You probably saw the posting on the news page about this 'm37b2f3.exe' we've made. I've been testing it today, and it appears to NOT work for 'spectar'. If you hit 'f3' during a spectar recording, the recording that is made will NOT play back - your car does the right moves, but the level is randomised wrongly...

Anyone have any idea why?

Here's the change I made...

In cpuintrf.c, right after the line that says "reset:", insert this:


    /* reload nvram settings */
    if (Machine->drv->nvram_handler)
    {
        void *f;

f = osd_fopen(Machine->gamedrv->name,0,OSD_FILETYPE_NVRAM,0); (*Machine->drv->nvram_handler)(f,0); if (f) osd_fclose(f); }

/* reset file recording if set */ if (options.record) { osd_fseek(options.record, sizeof(INP_HEADER), SEEK_SET); } /* reset playback if set */ else if (options.playback) { osd_fseek(options.playback, sizeof(INP_HEADER), SEEK_SET); }


Chris.

-- Anonymous, May 24, 2000

Answers

i've seen that the nvram file can be "changed" even if you are playing back a game, i think F3 must remove() the nvram file when F3 is hit for record and playback?

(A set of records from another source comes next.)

//! # vmpin
//!
//! **vCPU-to-physical-CPU pinning for vCenter virtual machines**
//!
//! This crate reconfigures a VM's scheduler affinity (`sched.vcpu<N>.affinity`
//! and `sched.cpu.affinity.exclusive`) through a vCenter endpoint, spreading
//! the vCPUs over one or more NUMA nodes with a configurable start core and
//! stride.
//!
//! # Architecture Overview
//!
//! ```text
//! ┌─────────────────────────────────────────────────────────────────────┐
//! │                              vmpin                                  │
//! ├─────────────────────────────────────────────────────────────────────┤
//! │  ┌───────────────────────┐        ┌─────────────────────────────┐   │
//! │  │ Configuration Builder │        │       Pinning Planner       │   │
//! │  │  CLI flags │ CSV rows │        │  clear stage │ generate     │   │
//! │  └───────────┬───────────┘        └──────────────┬──────────────┘   │
//! │              │ PinningRequest                    │ ConfigEntry      │
//! │  ┌───────────▼───────────────────────────────────▼──────────────┐   │
//! │  │                    VM Lifecycle Driver                       │   │
//! │  │   lookup → power-off → clear → generate → power-on           │   │
//! │  └───────────────────────────────┬──────────────────────────────┘   │
//! │                                  │ Gateway trait                    │
//! │  ┌───────────────────────────────▼──────────────────────────────┐   │
//! │  │          VsphereClient (vim25 JSON API over HTTPS)           │   │
//! │  │   session login │ container view lookup │ task polling       │   │
//! │  └──────────────────────────────────────────────────────────────┘   │
//! └─────────────────────────────────────────────────────────────────────┘
//! ```
//!
//! # Pinning Geometry
//!
//! | Parameter   | Meaning                                             |
//! |-------------|-----------------------------------------------------|
//! | `start`     | first physical core of NUMA node 0                  |
//! | `stride`    | core distance between consecutive vCPUs (0 = unpin) |
//! | `num_numas` | NUMA nodes to spread the vCPUs over                 |
//! | `numa_size` | cores per NUMA node, offsets each node's first core |
//!
//! A stride of 2 skips hyperthread siblings, a stride of 1 uses every logical
//! core. See [`planner`] for the exact mapping.
//!
//! # Example
//!
//! ```rust,ignore
//! use vmpin::{Driver, NumaLayout, RunMode, SessionConfig, StdinConfirm, VsphereClient};
//!
//! #[tokio::main(flavor = "current_thread")]
//! async fn main() -> vmpin::Result<()> {
//!     let session = VsphereClient::connect(SessionConfig::new("vc.lab", "admin", "secret")).await?;
//!     let requests = vmpin::build_requests(vmpin::RequestSource::Table("vms.csv".into()))?;
//!     let mut driver = Driver::new(&session, StdinConfirm, RunMode::Apply, NumaLayout::default());
//!     driver.run(&requests, |req, outcome| println!("{}: {:?}", req.vm_name, outcome)).await?;
//!     session.logout().await
//! }
//! ```

pub mod config;
pub mod constants;
pub mod driver;
pub mod error;
pub mod gateway;
pub mod planner;
pub mod vsphere;

// Re-exports
pub use config::{PinningRequest, RequestSource, SingleVmOptions, build_requests, parse_truthy};
pub use driver::{Confirm, Driver, Outcome, RunMode, RunSummary, StdinConfirm, is_affirmative};
pub use error::{Error, Result};
pub use gateway::{Gateway, PowerState, VmHandle};
pub use planner::{
    ConfigEntry, NumaLayout, PinningParams, clear_pinning, generate_pinning, plan_pinning,
    render_pinning, render_vmx,
};
pub use vsphere::{SessionConfig, VsphereClient};
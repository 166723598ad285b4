//! Reading and writing what the CLI exchanges with files and streams.

use std::fs;
use std::io::{self, Write};
use std::path::Path;

use crate::diagnostics::Diagnostic;
use crate::errors::MapperError;

/// Writes `text` to `path`, or to stdout without one.
pub fn write_text(text: &str, path: Option<&Path>) -> Result<(), MapperError> {
    match path {
        Some(path) => fs::write(path, text)?,
        None => io::stdout().lock().write_all(text.as_bytes())?,
    }
    Ok(())
}

/// One wire line per diagnostic.
pub fn write_diagnostics(out: &mut impl Write, diagnostics: &[Diagnostic]) -> io::Result<()> {
    for diagnostic in diagnostics {
        writeln!(out, "{}", diagnostic.to_wire())?;
    }
    Ok(())
}

/// Parses wire lines, skipping blank ones.
pub fn read_diagnostics(text: &str) -> Result<Vec<Diagnostic>, MapperError> {
    text.lines()
        .filter(|line| !line.trim().is_empty())
        .map(Diagnostic::from_wire)
        .collect()
}
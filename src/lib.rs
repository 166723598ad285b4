//! Syntax-extension layer between a model-checking GUI and its engine.
//!
//! Models and queries written with extended syntax are rewritten by a
//! pipeline of [`mappers`] into text the engine understands. Every rewrite
//! is recorded so that diagnostics the engine reports on the rewritten text
//! can be mapped back to what the user wrote, or dropped when they point into
//! generated code.
//!
//! ```no_run
//! use uppaal_mapper::{MapperConfig, MapperRegistry, Orchestrator};
//!
//! let registry = MapperRegistry::with_builtins();
//! let mut orchestrator = Orchestrator::from_config(&MapperConfig::default(), &registry)?;
//! let mapped = orchestrator.map_query("INVARIABLY x > 0")?;
//! assert_eq!(mapped.text, "A[] x > 0");
//! # Ok::<(), uppaal_mapper::MapperError>(())
//! ```

pub mod cli;
pub mod config;
pub mod diagnostics;
pub mod dispatch;
pub mod errors;
pub mod grammar;
pub mod mappers;
pub mod model;
pub mod orchestrator;
pub mod rewrite;
pub mod syntax;

pub use config::MapperConfig;
pub use diagnostics::{Diagnostic, DiagnosticRange, Severity};
pub use errors::MapperError;
pub use grammar::Grammar;
pub use mappers::{Mapper, MapperRegistry, ProcessEntry};
pub use model::{ModelTree, NodeKind, Path};
pub use orchestrator::{MappedModel, MappedQuery, Orchestrator};
pub use rewrite::{BackMapPolicy, TextRewriter};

-- Anonymous, May 24, 2000

It is true that the .nv file is written when you quit mame, whether recording or playing back. The thing is, though, that the nvram file is only written after you press escape. It's not written when you press F3, so as long as you delete the .nv file before playback and before recording, you should be OK, nvram-wise.

Also, 'spectar' doesn't use a .nv file anyway, so I don't think that is the problem is this case...

Chris.

-- Anonymous, May 25, 2000


the only other thing is it getting a timestamp from somewhere to seed the opponent AI. someone mentioned this in another game on the regular board, where they saw a time call in the driver....

-- Anonymous, May 25, 2000

well besides time it could be getting a seed from the user input itself...

-- Anonymous, May 25, 2000

I don't think it can be anything to do with a timestamp, since the playback works if you don't hit F3 during recording... It's hitting F3 which causes the recording to fail. If it was a timestamp issue, the recording would NEVER play back.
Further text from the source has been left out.